Dataset entries:
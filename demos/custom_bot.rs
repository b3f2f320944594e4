//! Example of how to create your own bot

use makyek_arena::*;
use std::time::Duration;

/// A custom bot that pushes its pieces toward the crowning row (simple heuristic)
pub struct AdvanceBot {
    name: String,
    color: Option<Color>,
}

impl AdvanceBot {
    pub fn new(name: String) -> Self {
        AdvanceBot { name, color: None }
    }

    fn advancement(&self, mv: Move) -> i32 {
        // Prefer destinations near our crowning row; before game_start
        // tells us our color, every move scores the same
        match self.color {
            Some(color) => -(mv.to.row as i32 - color.promotion_row() as i32).abs(),
            None => 0,
        }
    }
}

impl Bot for AdvanceBot {
    fn name(&self) -> &str {
        &self.name
    }

    fn get_move(
        &mut self,
        state: &GameState,
        resume: Option<Square>,
        _time_limit: Duration,
    ) -> Option<Move> {
        let moves = candidate_moves(state, resume);
        if moves.is_empty() {
            return None;
        }

        // Find best move according to our heuristic
        moves.into_iter().max_by_key(|&mv| self.advancement(mv))
    }

    fn game_start(&mut self, color: Color) {
        self.color = Some(color);
        println!("{} starting as {}", self.name, color);
    }
}

fn main() {
    println!("Custom Bot Example\n");

    let bot1 = Box::new(AdvanceBot::new("AdvanceBot".to_string()));
    let bot2 = Box::new(GreedyBot::new("GreedyBot".to_string()));

    let config = MatchConfig {
        time_per_move: Duration::from_secs(1),
        max_moves: 300,
    };

    let mut match_game = Match::new(bot1, bot2, config, true);
    let result = match_game.play();

    println!("\nMatch completed!");
    if let Some(winner) = result.winner() {
        println!("Winner: {}", winner);
    } else {
        println!("Draw!");
    }
}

__Required work__
The records must be given again in full, exactly as shown.

__Result__
filename demos/custom_bot.rs
repository b3f2f320944594e4
//! Example of how to create your own bot

use makyek_arena::*;
use std::time::Duration;

/// A custom bot that pushes its pieces toward the crowning row (simple heuristic)
pub struct AdvanceBot {
    name: String,
    color: Option<Color>,
}

impl AdvanceBot {
    pub fn new(name: String) -> Self {
        AdvanceBot { name, color: None }
    }

    fn advancement(&self, mv: Move) -> i32 {
        // Prefer destinations near our crowning row; before game_start
        // tells us our color, every move scores the same
        match self.color {
            Some(color) => -(mv.to.row as i32 - color.promotion_row() as i32).abs(),
            None => 0,
        }
    }
}

impl Bot for AdvanceBot {
    fn name(&self) -> &str {
        &self.name
    }

    fn get_move(
        &mut self,
        state: &GameState,
        resume: Option<Square>,
        _time_limit: Duration,
    ) -> Option<Move> {
        let moves = candidate_moves(state, resume);
        if moves.is_empty() {
            return None;
        }

        // Find best move according to our heuristic
        moves.into_iter().max_by_key(|&mv| self.advancement(mv))
    }

    fn game_start(&mut self, color: Color) {
        self.color = Some(color);
        println!("{} starting as {}", self.name, color);
    }
}

fn main() {
    println!("Custom Bot Example\n");

    let bot1 = Box::new(AdvanceBot::new("AdvanceBot".to_string()));
    let bot2 = Box::new(GreedyBot::new("GreedyBot".to_string()));

    let config = MatchConfig {
        time_per_move: Duration::from_secs(1),
        max_moves: 300,
    };

    let mut match_game = Match::new(bot1, bot2, config, true);
    let result = match_game.play();

    println!("\nMatch completed!");
    if let Some(winner) = result.winner() {
        println!("Winner: {}", winner);
    } else {
        println!("Draw!");
    }
}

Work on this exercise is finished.